*** Opening of Data excerpts ***

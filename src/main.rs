//! Sample Provider - A cache-aside item lookup service
//!
//! Serves `GET /sample/{id}`, consulting a cache before the backing document
//! store and populating the cache on a miss.

mod api;
mod clients;
mod config;
mod error;
mod lookup;
mod models;

use std::net::SocketAddr;
use std::sync::Arc;

use tokio::signal;
use tracing::{info, warn};
use tracing_subscriber::{layer::SubscriberExt, util::SubscriberInitExt};

use api::{create_router, AppState};
use clients::{InMemoryCache, InMemoryStore};
use config::{Config, ProviderMode};
use lookup::ItemLookupService;
use models::Item;

/// Main entry point for the sample provider.
///
/// # Startup Sequence
/// 1. Initialize tracing subscriber for logging
/// 2. Load configuration from environment variables and validate it
/// 3. Wire the cache and document store collaborators (seeded in contract mode)
/// 4. Create Axum router with all endpoints
/// 5. Start HTTP server on configured port
/// 6. Handle graceful shutdown on SIGINT/SIGTERM
#[tokio::main]
async fn main() -> anyhow::Result<()> {
    // Initialize tracing subscriber with env filter
    // Defaults to "info" level, can be overridden with RUST_LOG env var
    tracing_subscriber::registry()
        .with(
            tracing_subscriber::EnvFilter::try_from_default_env()
                .unwrap_or_else(|_| "sample_provider=info,tower_http=info".into()),
        )
        .with(tracing_subscriber::fmt::layer())
        .init();

    info!("Starting Sample Provider");

    // Load and validate configuration, failing fast on missing settings
    let config = Config::from_env();
    config.validate()?;
    info!(
        "Configuration loaded: mode={:?}, port={}",
        config.mode, config.server_port
    );

    // Wire collaborators. This sample ships in-memory stand-ins for the
    // cache and document store; contract mode seeds the recorded fixture
    // item so the provider can answer the verification requests.
    let cache = Arc::new(InMemoryCache::new());
    let store = Arc::new(InMemoryStore::new());
    if config.mode == ProviderMode::Contract {
        store.insert(Item::new("27", "burger", "food")).await;
        info!("Contract mode: seeded in-memory store with fixture item");
    } else {
        warn!("Live mode uses in-memory collaborators; the store starts empty");
    }

    let service = ItemLookupService::new(cache, store);
    let state = AppState::new(service);

    // Create router with all endpoints
    let app = create_router(state);

    // Bind to configured port
    let addr = SocketAddr::from(([0, 0, 0, 0], config.server_port));
    let listener = tokio::net::TcpListener::bind(addr).await?;
    info!("Server listening on http://{}", addr);

    // Start server with graceful shutdown
    axum::serve(listener, app)
        .with_graceful_shutdown(shutdown_signal())
        .await?;

    info!("Server shutdown complete");
    Ok(())
}

/// Waits for shutdown signal (Ctrl+C or SIGTERM).
async fn shutdown_signal() {
    let ctrl_c = async {
        signal::ctrl_c()
            .await
            .expect("Failed to install Ctrl+C handler");
    };

    #[cfg(unix)]
    let terminate = async {
        signal::unix::signal(signal::unix::SignalKind::terminate())
            .expect("Failed to install SIGTERM handler")
            .recv()
            .await;
    };

    #[cfg(not(unix))]
    let terminate = std::future::pending::<()>();

    tokio::select! {
        _ = ctrl_c => {
            info!("Received Ctrl+C, initiating shutdown...");
        }
        _ = terminate => {
            info!("Received SIGTERM, initiating shutdown...");
        }
    }
}
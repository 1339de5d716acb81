use thiserror::Error;

/// Faults raised by the storage behind a product source.
#[derive(Debug, Error)]
pub enum DomainError {
    #[error("storage unavailable: {message}")]
    Storage { message: String },
}

impl DomainError {
    pub fn storage(message: impl Into<String>) -> Self {
        Self::Storage {
            message: message.into(),
        }
    }
}
use std::time::Instant;

use axum::{body::Body, http::Request, middleware::Next, response::Response};
use tracing::{error, info, warn};
use uuid::Uuid;

use crate::application::error::ErrorReport;

use super::FRAGMENT_CACHE_HEADER;

#[derive(Clone)]
pub struct RequestContext {
    pub request_id: String,
}

pub async fn set_request_context(mut request: Request<Body>, next: Next) -> Response {
    let request_id = Uuid::new_v4().to_string();
    let ctx = RequestContext {
        request_id: request_id.clone(),
    };
    request.extensions_mut().insert(ctx.clone());

    let mut response = next.run(request).await;
    response.extensions_mut().insert(ctx);
    response
}

pub async fn log_responses(request: Request<Body>, next: Next) -> Response {
    let method = request.method().clone();
    let uri = request.uri().clone();
    let start = Instant::now();

    let request_id = request
        .extensions()
        .get::<RequestContext>()
        .map(|ctx| ctx.request_id.clone())
        .unwrap_or_default();

    let mut response = next.run(request).await;
    let status = response.status();
    let elapsed_ms = start.elapsed().as_millis();

    if status.is_client_error() || status.is_server_error() {
        let report = response.extensions_mut().remove::<ErrorReport>();
        let (source, messages) = match report {
            Some(report) => (report.source, report.messages),
            None => ("unknown", Vec::new()),
        };
        let detail = messages
            .first()
            .cloned()
            .unwrap_or_else(|| "no diagnostic available".to_string());

        if status.is_server_error() {
            error!(
                target = "catalog_fragments::http::response",
                status = status.as_u16(),
                method = %method,
                path = %uri.path(),
                query = uri.query().unwrap_or(""),
                elapsed_ms = elapsed_ms,
                source = source,
                detail = %detail,
                chain = ?messages,
                request_id = request_id,
                "request failed",
            );
        } else {
            warn!(
                target = "catalog_fragments::http::response",
                status = status.as_u16(),
                method = %method,
                path = %uri.path(),
                query = uri.query().unwrap_or(""),
                elapsed_ms = elapsed_ms,
                source = source,
                detail = %detail,
                chain = ?messages,
                request_id = request_id,
                "client request error",
            );
        }
    } else {
        info!(
            target = "catalog_fragments::http::response",
            status = status.as_u16(),
            method = %method,
            path = %uri.path(),
            elapsed_ms = elapsed_ms,
            fragment_cache = fragment_cache_outcome(&response),
            request_id = request_id,
            "request served",
        );
    }

    response
}

/// Cache path reported by a fragment response, `"none"` for other routes.
fn fragment_cache_outcome(response: &Response) -> &str {
    response
        .headers()
        .get(FRAGMENT_CACHE_HEADER)
        .and_then(|value| value.to_str().ok())
        .unwrap_or("none")
}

*** Close of Data excerpts ***

Where does the word "AppState" appear in the records above? Return every line that holds it.

- Exercise solution
use api::{create_router, AppState};
    let state = AppState::new(service);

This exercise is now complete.